Abstract

Recurrent vulvovaginal candidiasis (RVVC) is one of the most prevalent fungal infections in humans, especially in developing countries; however, it is underestimated and regarded as an easy-to-treat condition. RVVC may be caused by dysbiosis of the microbiome and other host-, pathogen-, and antifungal drug-related factors. Although multiple studies on host-related factors affecting the outcome have been conducted, such studies on Candida-derived factors and their association with RVVC are lacking. Thus, fluconazole-tolerant (FLZT) isolates may cause fluconazole therapeutic failure (FTF), but this concept has not been assessed in the context of Candida-associated vaginitis. Iran is among the countries with the highest burden of RVVC; however, comprehensive studies detailing the clinical and microbiological features of this complication are scarce.

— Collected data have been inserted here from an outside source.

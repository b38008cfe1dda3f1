use std::cmp::Ordering;

use serde::{Deserialize, Serialize};

use crate::codec::{DecodeError, DecodeResult, Decoder, Encoder};

use crate::collections::{CollectionError, CollectionResult};

const INT_TAG: u8 = 0;
const FLOAT_TAG: u8 = 1;
const STRING_TAG: u8 = 2;
const UNIQUIFIER_TAG: u8 = 3;

/// One component of a sorted-map key
#[derive(Debug, Clone, PartialEq, Serialize, Deserialize)]
#[serde(rename_all = "lowercase")]
pub enum KeyElement {
    Int(i64),
    Float(f64),
    String(String),
    /// Appended by the map to tell equal keys apart; never supplied by clients
    Uniquifier(u64),
}

/// Keys are compared element by element, so a shorter key matches every
/// key it is a prefix of
pub type Key = Vec<KeyElement>;

impl KeyElement {
    pub fn type_name(&self) -> &'static str {
        match self {
            KeyElement::Int(_) => "int",
            KeyElement::Float(_) => "float",
            KeyElement::String(_) => "string",
            KeyElement::Uniquifier(_) => "uniquifier",
        }
    }

    fn compare(&self, other: &KeyElement) -> CollectionResult<Ordering> {
        match (self, other) {
            (KeyElement::Int(a), KeyElement::Int(b)) => Ok(a.cmp(b)),
            (KeyElement::Float(a), KeyElement::Float(b)) => Ok(a.partial_cmp(b).unwrap_or(Ordering::Equal)),
            (KeyElement::String(a), KeyElement::String(b)) => Ok(a.cmp(b)),
            // Reversed, so the most recently inserted of equal keys comes first
            (KeyElement::Uniquifier(a), KeyElement::Uniquifier(b)) => Ok(b.cmp(a)),
            (a, b) => Err(CollectionError::KeyTypeMismatch {
                left: a.type_name(),
                right: b.type_name(),
            }),
        }
    }

    fn encoded_len(&self) -> usize {
        match self {
            KeyElement::String(string) => 1 + 4 + string.len(),
            KeyElement::Int(_) | KeyElement::Float(_) | KeyElement::Uniquifier(_) => 1 + 8,
        }
    }

    fn encode(&self, encoder: &mut Encoder) {
        match self {
            KeyElement::Int(value) => {
                encoder.put_u8(INT_TAG);
                encoder.put_i64(*value);
            }
            KeyElement::Float(value) => {
                encoder.put_u8(FLOAT_TAG);
                encoder.put_f64(*value);
            }
            KeyElement::String(value) => {
                encoder.put_u8(STRING_TAG);
                encoder.put_bytes(value.as_bytes());
            }
            KeyElement::Uniquifier(value) => {
                encoder.put_u8(UNIQUIFIER_TAG);
                encoder.put_u64(*value);
            }
        }
    }

    fn decode(decoder: &mut Decoder<'_>) -> DecodeResult<Self> {
        match decoder.get_u8()? {
            INT_TAG => Ok(KeyElement::Int(decoder.get_i64()?)),
            FLOAT_TAG => Ok(KeyElement::Float(decoder.get_f64()?)),
            STRING_TAG => Ok(KeyElement::String(decoder.get_string()?)),
            UNIQUIFIER_TAG => Ok(KeyElement::Uniquifier(decoder.get_u64()?)),
            tag => Err(DecodeError::UnknownTag {
                what: "key element",
                tag,
            }),
        }
    }
}

/// Compare two keys over the elements they share. Elements in the same
/// position must have the same type.
pub fn compare_keys(left: &[KeyElement], right: &[KeyElement]) -> CollectionResult<Ordering> {
    for (a, b) in left.iter().zip(right) {
        let ordering = a.compare(b)?;
        if ordering != Ordering::Equal {
            return Ok(ordering);
        }
    }
    Ok(Ordering::Equal)
}

/// The trailing uniquifier of a key, if it has one
pub fn uniquifier(key: &[KeyElement]) -> Option<u64> {
    match key.last() {
        Some(KeyElement::Uniquifier(value)) => Some(*value),
        _ => None,
    }
}

/// Index of the first key that is not less than `target`, or `keys.len()`
pub fn lower_bound(keys: &[Key], target: &[KeyElement]) -> CollectionResult<usize> {
    for (index, key) in keys.iter().enumerate() {
        if compare_keys(key, target)? != Ordering::Less {
            return Ok(index);
        }
    }
    Ok(keys.len())
}

pub fn encoded_key_len(key: &[KeyElement]) -> usize {
    4 + key.iter().map(KeyElement::encoded_len).sum::<usize>()
}

pub fn encode_key(key: &[KeyElement], encoder: &mut Encoder) {
    encoder.put_len(key.len());
    for element in key {
        element.encode(encoder);
    }
}

pub fn decode_key(decoder: &mut Decoder<'_>) -> DecodeResult<Key> {
    let count = decoder.get_len()?;
    (0..count).map(|_| KeyElement::decode(decoder)).collect()
}

#[cfg(test)]
mod tests {
    use super::*;

    fn string(value: &str) -> KeyElement {
        KeyElement::String(value.to_string())
    }

    #[test]
    fn test_compare_shared_prefix() {
        let short = vec![string("b")];
        let long = vec![string("b"), KeyElement::Int(2)];
        assert_eq!(compare_keys(&short, &long).unwrap(), Ordering::Equal);
        assert_eq!(compare_keys(&[], &long).unwrap(), Ordering::Equal);

        let other = vec![string("b"), KeyElement::Int(10)];
        assert_eq!(compare_keys(&long, &other).unwrap(), Ordering::Less);
        assert_eq!(
            compare_keys(&[KeyElement::Float(-0.5)], &[KeyElement::Float(0.25)]).unwrap(),
            Ordering::Less
        );
    }

    #[test]
    fn test_uniquifiers_sort_newest_first() {
        let older = vec![KeyElement::Int(1), KeyElement::Uniquifier(0)];
        let newer = vec![KeyElement::Int(1), KeyElement::Uniquifier(1)];
        assert_eq!(compare_keys(&newer, &older).unwrap(), Ordering::Less);
        assert_eq!(uniquifier(&newer), Some(1));
        assert_eq!(uniquifier(&[KeyElement::Int(1)]), None);
    }

    #[test]
    fn test_type_mismatch() {
        let err = compare_keys(&[KeyElement::Int(1)], &[string("1")]).unwrap_err();
        assert!(matches!(
            err,
            CollectionError::KeyTypeMismatch {
                left: "int",
                right: "string"
            }
        ));
    }

    #[test]
    fn test_lower_bound() {
        let keys: Vec<Key> = [1, 3, 5].iter().map(|i| vec![KeyElement::Int(*i)]).collect();
        assert_eq!(lower_bound(&keys, &[KeyElement::Int(0)]).unwrap(), 0);
        assert_eq!(lower_bound(&keys, &[KeyElement::Int(3)]).unwrap(), 1);
        assert_eq!(lower_bound(&keys, &[KeyElement::Int(4)]).unwrap(), 2);
        assert_eq!(lower_bound(&keys, &[KeyElement::Int(6)]).unwrap(), 3);
    }

    #[test]
    fn test_encoded_len_matches_encoding() {
        let key = vec![
            KeyElement::Int(-4),
            KeyElement::Float(2.5),
            string("hello"),
            KeyElement::Uniquifier(9),
        ];
        let mut encoder = Encoder::new();
        encode_key(&key, &mut encoder);
        let bytes = encoder.finish();
        assert_eq!(bytes.len(), encoded_key_len(&key));
        assert_eq!(decode_key(&mut Decoder::new(&bytes)).unwrap(), key);
    }

    #[test]
    fn test_serde_form() {
        let key = vec![string("a"), KeyElement::Int(3)];
        let json = serde_json::to_string(&key).unwrap();
        assert_eq!(json, r#"[{"string":"a"},{"int":3}]"#);
        let back: Key = serde_json::from_str(&json).unwrap();
        assert_eq!(back, key);
    }
}
//! Handle-based registry of live iterator cursors.
//!
//! A collection registers a cursor under its name and hands the returned
//! [`IterHandle`] to the client. Mutations of a collection are refused while
//! any of its iterators is registered.

use std::fmt;

use ahash::AHashMap;
use serde::{Deserialize, Serialize};
use thiserror::Error;
use tracing::debug;

/// Length of an iterator handle in bytes
pub const ITER_BYTE_LENGTH: usize = 16;

#[derive(Debug, Error, PartialEq, Eq)]
pub enum IteratorError {
    #[error("Unknown iterator {0}")]
    Unknown(IterHandle),

    #[error("Collection {0} has active iterators")]
    Active(String),
}

pub type IteratorResult<T> = Result<T, IteratorError>;

/// Opaque random identifier of a registered iterator
#[derive(Debug, Clone, Copy, PartialEq, Eq, Hash, Serialize, Deserialize)]
pub struct IterHandle([u8; ITER_BYTE_LENGTH]);

impl IterHandle {
    fn random() -> Self {
        Self(rand::random())
    }

    pub fn as_bytes(&self) -> &[u8] {
        &self.0
    }
}

impl From<[u8; ITER_BYTE_LENGTH]> for IterHandle {
    fn from(bytes: [u8; ITER_BYTE_LENGTH]) -> Self {
        Self(bytes)
    }
}

impl fmt::Display for IterHandle {
    fn fmt(&self, f: &mut fmt::Formatter<'_>) -> fmt::Result {
        for byte in &self.0 {
            write!(f, "{byte:02x}")?;
        }
        Ok(())
    }
}

struct RegisteredIterator<C> {
    name: String,
    cursor: C,
}

/// Live iterators of one collection type, generic over its cursor
pub struct IteratorRegistry<C> {
    iterators: AHashMap<IterHandle, RegisteredIterator<C>>,
    /// Number of live iterators per collection name
    active: AHashMap<String, usize>,
}

impl<C> IteratorRegistry<C> {
    pub fn new() -> Self {
        Self {
            iterators: AHashMap::new(),
            active: AHashMap::new(),
        }
    }

    /// Store a cursor for `name` and mint a fresh handle for it
    pub fn register(&mut self, name: &str, cursor: C) -> IterHandle {
        let mut handle = IterHandle::random();
        while self.iterators.contains_key(&handle) {
            handle = IterHandle::random();
        }

        self.iterators.insert(
            handle,
            RegisteredIterator {
                name: name.to_string(),
                cursor,
            },
        );
        *self.active.entry(name.to_string()).or_insert(0) += 1;
        debug!(collection = name, iterator = %handle, "registered iterator");
        handle
    }

    /// The cursor behind a handle
    pub fn get_mut(&mut self, handle: &IterHandle) -> IteratorResult<&mut C> {
        self.iterators
            .get_mut(handle)
            .map(|registered| &mut registered.cursor)
            .ok_or(IteratorError::Unknown(*handle))
    }

    /// Forget a handle and its cursor
    pub fn close(&mut self, handle: &IterHandle) -> IteratorResult<()> {
        let registered = self
            .iterators
            .remove(handle)
            .ok_or(IteratorError::Unknown(*handle))?;

        if let Some(count) = self.active.get_mut(&registered.name) {
            *count -= 1;
            if *count == 0 {
                self.active.remove(&registered.name);
            }
        }
        debug!(collection = %registered.name, iterator = %handle, "closed iterator");
        Ok(())
    }

    /// Number of live iterators over `name`
    pub fn active_count(&self, name: &str) -> usize {
        self.active.get(name).copied().unwrap_or(0)
    }

    /// Fail if any iterator over `name` is live
    pub fn check_no_iterators(&self, name: &str) -> IteratorResult<()> {
        if self.active_count(name) > 0 {
            return Err(IteratorError::Active(name.to_string()));
        }
        Ok(())
    }
}

impl<C> Default for IteratorRegistry<C> {
    fn default() -> Self {
        Self::new()
    }
}
//! The four collection kinds and the storage context they share.

mod error;
mod free_list;
pub mod hash;
pub mod item;
pub mod list;
pub mod sorted;

use std::path::{Path, PathBuf};

use crate::catalog::{Catalog, CollectionKind};
use crate::codec::Record;
use crate::file::{FileResult, PageCache, PageId, PagedFileManager};

pub use error::{CollectionError, CollectionResult};
pub use hash::HashCollection;
pub use list::ListCollection;
pub use sorted::{Key, KeyElement, SortedCollection};

/// Everything a collection operation touches: the page cache holding the
/// collection files and the catalog naming them
pub struct Storage {
    data_dir: PathBuf,
    pub(crate) cache: PageCache,
    pub(crate) catalog: Catalog,
}

impl Storage {
    /// Open the storage of a data directory, creating the directory if needed
    pub fn open<P: AsRef<Path>>(data_dir: P, cache_pages: usize) -> CollectionResult<Self> {
        let data_dir = data_dir.as_ref().to_path_buf();
        std::fs::create_dir_all(&data_dir).map_err(crate::file::FileError::from)?;
        let catalog = Catalog::open(&data_dir)?;
        Ok(Self {
            data_dir,
            cache: PageCache::with_capacity(PagedFileManager::new(), cache_pages),
            catalog,
        })
    }

    pub fn catalog(&self) -> &Catalog {
        &self.catalog
    }

    /// File of a collection: `<name>.<kind>[.<part>]` in the data directory
    pub fn path(&self, name: &str, kind: CollectionKind, part: Option<&str>) -> PathBuf {
        let file_name = match part {
            Some(part) => format!("{name}.{kind}.{part}"),
            None => format!("{name}.{kind}"),
        };
        self.data_dir.join(file_name)
    }

    /// Fail unless `name` is unused and can be used as a file name
    pub(crate) fn check_new_name(&self, name: &str) -> CollectionResult<()> {
        let valid = !name.is_empty()
            && !name.starts_with('.')
            && !name.contains(['/', '\\', '\0']);
        if !valid {
            return Err(CollectionError::InvalidName(name.to_string()));
        }
        if self.catalog.get(name).is_some() {
            return Err(CollectionError::AlreadyExists(name.to_string()));
        }
        Ok(())
    }

    /// Decode the record stored in a page
    pub(crate) fn read<R: Record>(&mut self, path: &Path, page: PageId) -> CollectionResult<R> {
        let bytes = self.cache.read_record(path, page)?;
        Ok(R::from_bytes(bytes)?)
    }

    /// Encode a record into a page. Overflow is returned untouched so the
    /// caller can split.
    pub(crate) fn write<R: Record>(&mut self, path: &Path, page: PageId, record: &R) -> FileResult<()> {
        self.cache.write_record(path, page, &record.to_bytes())
    }

    /// Flush every page and close every file
    pub fn shutdown(&mut self) -> CollectionResult<()> {
        Ok(self.cache.shutdown()?)
    }
}

/// Shape of a paged tree, for diagnostics and tests
#[derive(Debug, Clone, Copy, PartialEq, Eq)]
pub struct TreeStats {
    /// Levels from root to leaf; a lone root leaf has depth 0
    pub depth: u32,
    /// Pages in the file, header included
    pub page_count: u32,
    /// Pages on the free-page list
    pub free_pages: u32,
}

impl TreeStats {
    /// Pages holding the header or a node
    pub fn pages_in_use(&self) -> u32 {
        self.page_count - self.free_pages
    }
}
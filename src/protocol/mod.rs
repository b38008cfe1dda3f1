//! Messages exchanged with the server and the framing that delimits them.
//!
//! Every message is a JSON document preceded by its length as an unsigned
//! LEB128 varint. A connection carries any number of request/response pairs.

use std::collections::BTreeMap;
use std::io::{self, Read, Write};

use serde::de::DeserializeOwned;
use serde::{Deserialize, Serialize};
use thiserror::Error;

use crate::catalog::CollectionKind;
use crate::collections::Key;
use crate::iterator::IterHandle;

/// Largest frame accepted in either direction
pub const MAX_FRAME_LEN: u64 = 64 * 1024 * 1024;

#[derive(Debug, Error)]
pub enum ProtocolError {
    #[error("I/O error: {0}")]
    Io(#[from] io::Error),

    #[error("Stream contains a partial message")]
    PartialMessage,

    #[error("Frame length prefix is malformed")]
    InvalidLength,

    #[error("Frame of {0} bytes exceeds the limit")]
    FrameTooLarge(u64),

    #[error("Malformed message: {0}")]
    Json(#[from] serde_json::Error),
}

pub type ProtocolResult<T> = Result<T, ProtocolError>;

/// One command, one variant per collection operation
#[derive(Debug, Clone, PartialEq, Serialize, Deserialize)]
#[serde(rename_all = "camelCase", rename_all_fields = "camelCase")]
pub enum Request {
    List,

    ItemCreate { name: String },
    ItemDrop { name: String },
    ItemGet { name: String },
    ItemSet { name: String, value: Vec<u8> },

    HashCreate { name: String },
    HashDrop { name: String },
    HashGet { name: String, key: Vec<u8> },
    HashSet { name: String, key: Vec<u8>, value: Vec<u8> },
    HashDelete { name: String, key: Vec<u8> },
    HashSize { name: String },
    HashIter { name: String },
    HashIterNext { iter: IterHandle },
    HashIterBreak { iter: IterHandle },

    ListCreate { name: String },
    ListDrop { name: String },
    ListGet { name: String, index: i64 },
    ListSet { name: String, index: i64, value: Vec<u8> },
    ListInsert { name: String, index: Option<i64>, value: Vec<u8> },
    ListDelete { name: String, index: Option<i64> },
    ListSize { name: String },
    ListIter { name: String, start: Option<i64>, end: Option<i64> },
    ListIterNext { iter: IterHandle },
    ListIterBreak { iter: IterHandle },

    SortedCreate { name: String },
    SortedDrop { name: String },
    SortedGet { name: String, key: Key },
    SortedInsert { name: String, key: Key, value: Vec<u8> },
    SortedDelete { name: String, key: Key },
    SortedSize { name: String },
    SortedIter {
        name: String,
        start: Option<Key>,
        end: Option<Key>,
        inclusive: bool,
    },
    SortedIterNext { iter: IterHandle },
    SortedIterBreak { iter: IterHandle },
}

/// Result of a [`Request`]
#[derive(Debug, Clone, PartialEq, Serialize, Deserialize)]
#[serde(rename_all = "camelCase")]
pub enum Response {
    Ok,
    /// `<ErrorKind>: <message>`
    Error(String),
    Collections(BTreeMap<String, CollectionKind>),
    Bytes(Vec<u8>),
    OptionalBytes(Option<Vec<u8>>),
    Size(u64),
    Iter(IterHandle),
    /// Next key and value of a hash iteration
    Pair(Option<(Vec<u8>, Vec<u8>)>),
    /// Entries of a sorted map matching a prefix
    Pairs(Vec<(Key, Vec<u8>)>),
    /// Next entry of a sorted map iteration
    SortedPair(Option<(Key, Vec<u8>)>),
}

fn write_varint<W: Write>(writer: &mut W, mut value: u64) -> io::Result<()> {
    loop {
        if value < 0x80 {
            writer.write_all(&[value as u8])?;
            return Ok(());
        }
        writer.write_all(&[(value as u8 & 0x7F) | 0x80])?;
        value >>= 7;
    }
}

/// Read a varint length. `None` means the stream ended cleanly before it.
fn read_varint<R: Read>(reader: &mut R) -> ProtocolResult<Option<u64>> {
    let mut value = 0u64;
    let mut shift = 0u32;
    let mut byte = [0u8; 1];
    loop {
        match reader.read_exact(&mut byte) {
            Ok(()) => {}
            Err(e) if e.kind() == io::ErrorKind::UnexpectedEof => {
                return if shift == 0 {
                    Ok(None)
                } else {
                    Err(ProtocolError::PartialMessage)
                };
            }
            Err(e) => return Err(e.into()),
        }
        if shift > 63 {
            return Err(ProtocolError::InvalidLength);
        }
        value |= ((byte[0] & 0x7F) as u64) << shift;
        if byte[0] & 0x80 == 0 {
            return Ok(Some(value));
        }
        shift += 7;
    }
}

/// Write one length-prefixed frame
pub fn write_frame<W: Write>(writer: &mut W, payload: &[u8]) -> ProtocolResult<()> {
    let len = payload.len() as u64;
    if len > MAX_FRAME_LEN {
        return Err(ProtocolError::FrameTooLarge(len));
    }
    write_varint(writer, len)?;
    writer.write_all(payload)?;
    Ok(())
}

/// Read one length-prefixed frame, or `None` at a clean end of stream
pub fn read_frame<R: Read>(reader: &mut R) -> ProtocolResult<Option<Vec<u8>>> {
    let Some(len) = read_varint(reader)? else {
        return Ok(None);
    };
    if len > MAX_FRAME_LEN {
        return Err(ProtocolError::FrameTooLarge(len));
    }
    let mut payload = vec![0u8; len as usize];
    match reader.read_exact(&mut payload) {
        Ok(()) => Ok(Some(payload)),
        Err(e) if e.kind() == io::ErrorKind::UnexpectedEof => Err(ProtocolError::PartialMessage),
        Err(e) => Err(e.into()),
    }
}

pub fn write_message<W: Write, T: Serialize>(writer: &mut W, message: &T) -> ProtocolResult<()> {
    let payload = serde_json::to_vec(message)?;
    write_frame(writer, &payload)
}

pub fn read_message<R: Read, T: DeserializeOwned>(reader: &mut R) -> ProtocolResult<Option<T>> {
    match read_frame(reader)? {
        Some(payload) => Ok(Some(serde_json::from_slice(&payload)?)),
        None => Ok(None),
    }
}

Therefore, we conducted a 1-year prospective study with the aim to determine the RVVC burden among women referred to a gynecology hospital in Tehran, the association of the previous exposure to clotrimazole and fluconazole with the emergence of FLZT and fluconazole-resistant (FLZR) Candida isolates, and the relevance of these phenotypes to FTF. The results indicated that about 53% of the patients (43/81) experienced RVVC. Candida albicans and C. glabrata constituted approximately 90% of the yeast isolates (72 patients). Except for one FLZT C. tropicalis isolate, FLZR and FLZT phenotypes were detected exclusively in patients with RVVC; among them, 27.9% (12/43) harbored FLZR strains. C. albicans constituted 81.2% of FLZR (13/16) and 100% of the FLZT (13/13) isolates, respectively, and both phenotypes were likely responsible for FTF, which was also observed among patients with RVVC infected with fluconazole-susceptible isolates. Thus, FTF could be due to host-, drug-, and pathogen-related characteristics. Our study indicates that FLZT and FLZR isolates may arise following the exposure to over-the-counter (OTC) topical azole (clotrimazole) and that both phenotypes can cause FTF. Therefore, the widespread use of OTC azoles can influence fluconazole therapeutic success, highlighting the necessity of controlling the use of weak topical antifungals among Iranian women.

Highlights

  • Fungi are major components of the human microbiome (Rolling et al, 2020) and are associated with approximately 1.7 billion superficial fungal infections (SFIs) and 1.5 million deaths due to invasive fungal infections (IFIs) (Brown et al, 2012)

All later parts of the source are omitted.